With thousands of volunteers, communities and organisations collaborating across the country, citizen science is powering efforts to protect the natural world

David Wembridge (Mammal Surveys Coordinator), Laura Bower (Conservation Officer) & Emily Sabin (Water Vole Officer). Contact:

Wildlife conservation relies on an extraordinary workforce. Across the country, tens of thousands of local experts are walking along hedgerows and waterways, in community orchards and back gardens and over Ordnance Survey grid squares they barely know, collecting data on buds and birds, butterflies and bats, and doing the groundwork of conservation.

water vole amongst vegetation
Water voles feed on a range of plants, including celandines in spring, leaving the stems with characteristic gnaw-marks (Photo credit: Iain Green)

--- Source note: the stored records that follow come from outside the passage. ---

//! Apartment Repository
//!
//! Apartments are owned by the sales side; this module only carries what
//! navigation needs: availability aggregates, floor listings, and the writes
//! (status, price, active flag) whose effects must reach the caches.

use std::collections::HashMap;
use std::sync::Arc;

use shared::error::{AppError, ErrorCode};
use shared::models::{
    Apartment, ApartmentCreate, ApartmentStatus, ApartmentUpdate, BuildingStats, StatusCounts,
};
use shared::util::now_millis;
use sqlx::SqlitePool;

use super::project::require_building;
use crate::catalogue::CatalogueCache;
use crate::error::ServiceResult;
use crate::navigation::{NavScope, NavigationCache};
use crate::utils::validation::{MAX_SHORT_TEXT_LEN, validate_non_negative, validate_required_text};

const APARTMENT_COLUMNS: &str = "id, project_id, building_id, floor_number, apartment_number, \
     status, price, area_total, area_living, bedrooms, bathrooms, has_balcony, is_active, \
     sort_order, created_at, updated_at";

pub async fn find_by_id(pool: &SqlitePool, id: i64) -> ServiceResult<Option<Apartment>> {
    let apartment = sqlx::query_as::<_, Apartment>(&format!(
        "SELECT {APARTMENT_COLUMNS} FROM apartments WHERE id = ?"
    ))
    .bind(id)
    .fetch_optional(pool)
    .await?;
    Ok(apartment)
}

pub async fn require(pool: &SqlitePool, id: i64) -> ServiceResult<Apartment> {
    find_by_id(pool, id).await?.ok_or_else(|| {
        AppError::new(ErrorCode::ApartmentNotFound)
            .with_detail("apartment_id", id)
            .into()
    })
}

/// Active apartments of one floor, keyed by id
pub async fn active_on_floor(
    pool: &SqlitePool,
    building_id: i64,
    floor_number: i32,
) -> ServiceResult<HashMap<i64, Apartment>> {
    let rows = sqlx::query_as::<_, Apartment>(&format!(
        "SELECT {APARTMENT_COLUMNS} FROM apartments \
         WHERE building_id = ? AND floor_number = ? AND is_active = 1"
    ))
    .bind(building_id)
    .bind(floor_number)
    .fetch_all(pool)
    .await?;
    Ok(rows.into_iter().map(|a| (a.id, a)).collect())
}

/// Per-building availability of a project, active apartments only
pub async fn building_stats(
    pool: &SqlitePool,
    project_id: i64,
) -> ServiceResult<HashMap<i64, BuildingStats>> {
    let rows: Vec<(i64, String, i64, i32, i32)> = sqlx::query_as(
        "SELECT building_id, status, COUNT(*), MIN(floor_number), MAX(floor_number) \
         FROM apartments WHERE project_id = ? AND is_active = 1 \
         GROUP BY building_id, status",
    )
    .bind(project_id)
    .fetch_all(pool)
    .await?;

    let mut stats: HashMap<i64, BuildingStats> = HashMap::new();
    for (building_id, status, count, min_floor, max_floor) in rows {
        let entry = stats.entry(building_id).or_default();
        entry.counts.record(&ApartmentStatus::from(status), count);
        entry.min_floor = Some(entry.min_floor.map_or(min_floor, |m| m.min(min_floor)));
        entry.max_floor = Some(entry.max_floor.map_or(max_floor, |m| m.max(max_floor)));
    }
    Ok(stats)
}

/// Per-floor availability of a building, active apartments only
pub async fn floor_stats(
    pool: &SqlitePool,
    building_id: i64,
) -> ServiceResult<HashMap<i32, StatusCounts>> {
    let rows: Vec<(i32, String, i64)> = sqlx::query_as(
        "SELECT floor_number, status, COUNT(*) FROM apartments \
         WHERE building_id = ? AND is_active = 1 GROUP BY floor_number, status",
    )
    .bind(building_id)
    .fetch_all(pool)
    .await?;

    let mut stats: HashMap<i32, StatusCounts> = HashMap::new();
    for (floor_number, status, count) in rows {
        stats
            .entry(floor_number)
            .or_default()
            .record(&ApartmentStatus::from(status), count);
    }
    Ok(stats)
}

/// First `limit` distinct floors with active apartments, ascending
pub async fn prefetch_floors(
    pool: &SqlitePool,
    building_id: i64,
    limit: u32,
) -> ServiceResult<Vec<i32>> {
    let floors: Vec<i32> = sqlx::query_scalar(
        "SELECT DISTINCT floor_number FROM apartments \
         WHERE building_id = ? AND is_active = 1 ORDER BY floor_number LIMIT ?",
    )
    .bind(building_id)
    .bind(i64::from(limit))
    .fetch_all(pool)
    .await?;
    Ok(floors)
}

fn validate_measures(
    price: Option<f64>,
    area_total: Option<f64>,
    area_living: Option<f64>,
) -> Result<(), AppError> {
    validate_non_negative(price, "price")?;
    validate_non_negative(area_total, "area_total")?;
    validate_non_negative(area_living, "area_living")?;
    Ok(())
}

/// Apartment writes with cache invalidation
#[derive(Clone)]
pub struct ApartmentRepository {
    pool: SqlitePool,
    navigation: NavigationCache,
    catalogue: Arc<CatalogueCache>,
}

impl ApartmentRepository {
    pub fn new(pool: SqlitePool, navigation: NavigationCache, catalogue: Arc<CatalogueCache>) -> Self {
        Self {
            pool,
            navigation,
            catalogue,
        }
    }

    pub async fn create(
        &self,
        project_id: i64,
        building_id: i64,
        data: ApartmentCreate,
    ) -> ServiceResult<Apartment> {
        require_building(&self.pool, project_id, building_id).await?;
        validate_required_text(&data.apartment_number, "apartment_number", MAX_SHORT_TEXT_LEN)?;
        validate_measures(data.price, data.area_total, data.area_living)?;

        let now = now_millis();
        let status = data.status.unwrap_or(ApartmentStatus::Available);
        let result: Result<i64, sqlx::Error> = sqlx::query_scalar(
            "INSERT INTO apartments (project_id, building_id, floor_number, apartment_number, \
             status, price, area_total, area_living, bedrooms, bathrooms, has_balcony, \
             is_active, sort_order, created_at, updated_at) \
             VALUES (?, ?, ?, ?, ?, ?, ?, ?, ?, ?, ?, ?, ?, ?, ?) RETURNING id",
        )
        .bind(project_id)
        .bind(building_id)
        .bind(data.floor_number)
        .bind(data.apartment_number.trim())
        .bind(status.as_str())
        .bind(data.price)
        .bind(data.area_total)
        .bind(data.area_living)
        .bind(data.bedrooms)
        .bind(data.bathrooms)
        .bind(data.has_balcony.unwrap_or(false))
        .bind(data.is_active.unwrap_or(true))
        .bind(data.sort_order.unwrap_or(0))
        .bind(now)
        .bind(now)
        .fetch_one(&self.pool)
        .await;

        let id = match result {
            Ok(id) => id,
            Err(sqlx::Error::Database(e)) if e.is_unique_violation() => {
                return Err(AppError::conflict(format!(
                    "Apartment {} already exists on floor {}",
                    data.apartment_number.trim(),
                    data.floor_number
                ))
                .with_detail("field", "apartment_number")
                .into());
            }
            Err(e) => return Err(e.into()),
        };

        let apartment = require(&self.pool, id).await?;
        self.invalidate(&apartment);
        Ok(apartment)
    }

    pub async fn update(&self, id: i64, data: ApartmentUpdate) -> ServiceResult<Apartment> {
        let before = require(&self.pool, id).await?;
        validate_measures(data.price, data.area_total, data.area_living)?;

        sqlx::query(
            "UPDATE apartments SET \
             status = COALESCE(?1, status), \
             price = COALESCE(?2, price), \
             area_total = COALESCE(?3, area_total), \
             area_living = COALESCE(?4, area_living), \
             bedrooms = COALESCE(?5, bedrooms), \
             bathrooms = COALESCE(?6, bathrooms), \
             has_balcony = COALESCE(?7, has_balcony), \
             is_active = COALESCE(?8, is_active), \
             sort_order = COALESCE(?9, sort_order), \
             updated_at = ?10 \
             WHERE id = ?11",
        )
        .bind(data.status.as_ref().map(ApartmentStatus::as_str))
        .bind(data.price)
        .bind(data.area_total)
        .bind(data.area_living)
        .bind(data.bedrooms)
        .bind(data.bathrooms)
        .bind(data.has_balcony)
        .bind(data.is_active)
        .bind(data.sort_order)
        .bind(now_millis())
        .bind(id)
        .execute(&self.pool)
        .await?;

        let after = require(&self.pool, id).await?;
        self.invalidate(&after);
        if before.status != after.status {
            tracing::info!(
                apartment_id = id,
                from = %before.status,
                to = %after.status,
                "Apartment status changed"
            );
        }
        Ok(after)
    }

    pub async fn update_status(&self, id: i64, status: ApartmentStatus) -> ServiceResult<Apartment> {
        self.update(
            id,
            ApartmentUpdate {
                status: Some(status),
                ..Default::default()
            },
        )
        .await
    }

    /// Deletes the apartment together with the zones bound to it
    pub async fn delete(&self, id: i64) -> ServiceResult<()> {
        let apartment = require(&self.pool, id).await?;

        let mut tx = self.pool.begin().await?;
        sqlx::query("DELETE FROM zones WHERE entity_kind = 'apartment' AND entity_id = ?")
            .bind(id)
            .execute(&mut *tx)
            .await?;
        sqlx::query("DELETE FROM apartments WHERE id = ?")
            .bind(id)
            .execute(&mut *tx)
            .await?;
        tx.commit().await?;

        self.invalidate(&apartment);
        Ok(())
    }

    /// Floor view of the apartment, plus the building and overview views
    /// whose stats aggregate it, plus the catalogue listing.
    fn invalidate(&self, apartment: &Apartment) {
        let p = apartment.project_id;
        let b = apartment.building_id;
        self.navigation
            .invalidate(&NavScope::floor(p, b, Some(apartment.floor_number)));
        self.navigation.invalidate(&NavScope::building(p, Some(b)));
        self.navigation.invalidate(&NavScope::overview(p));
        self.catalogue.bump();
    }
}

Recording species and habitats as part of ongoing surveys is at the core of conservation, providing information about how our world is changing. We need to know what we’re losing, where and how quickly, and whether efforts to save it are working.

Citizen science—the collaborative, crowd-sourced endeavours between professional and non-professional scientists—has flourished in the last two decades or so, and nowhere more so than in environmental conservation. This year is the twenty-fifth anniversary of PTES’ Great Stag Hunt, which first collected records of stag beetles in 1998, and sees its Living with Mammals survey begin its third decade.

A comparative newcomer is the National Water Vole Monitoring Programme (NWVMP), which started in 2015. Water voles may be Britain’s fastest declining mammal, threatened by predation from American mink and loss of habitat and the drainage of wetlands. Since 1998, it’s estimated that the water vole population has halved, and keeping an eye on those that remain is critically important.

The NWVMP collects records of water voles at sites originally surveyed in the 1980s and 90s by the Vincent Wildlife Trust. Volunteers are allocated a site in their area and walk a 500m stretch of waterway between April and June. As well as water vole signs (and occasional sightings), signs of otters and mink are also recorded. This information feeds into part of a wider programme of conservation efforts that includes mapping water vole strongholds in the UK, reintroductions, and alerting local environmental record centres to the presence of water voles.

hedgehog in low light near some ivy
Over the last 20 years, the proportion of urban sites reporting hedgehogs has fallen by a quarter, but where they are still found, counts have increased in recent years, suggesting a recovery (PTES)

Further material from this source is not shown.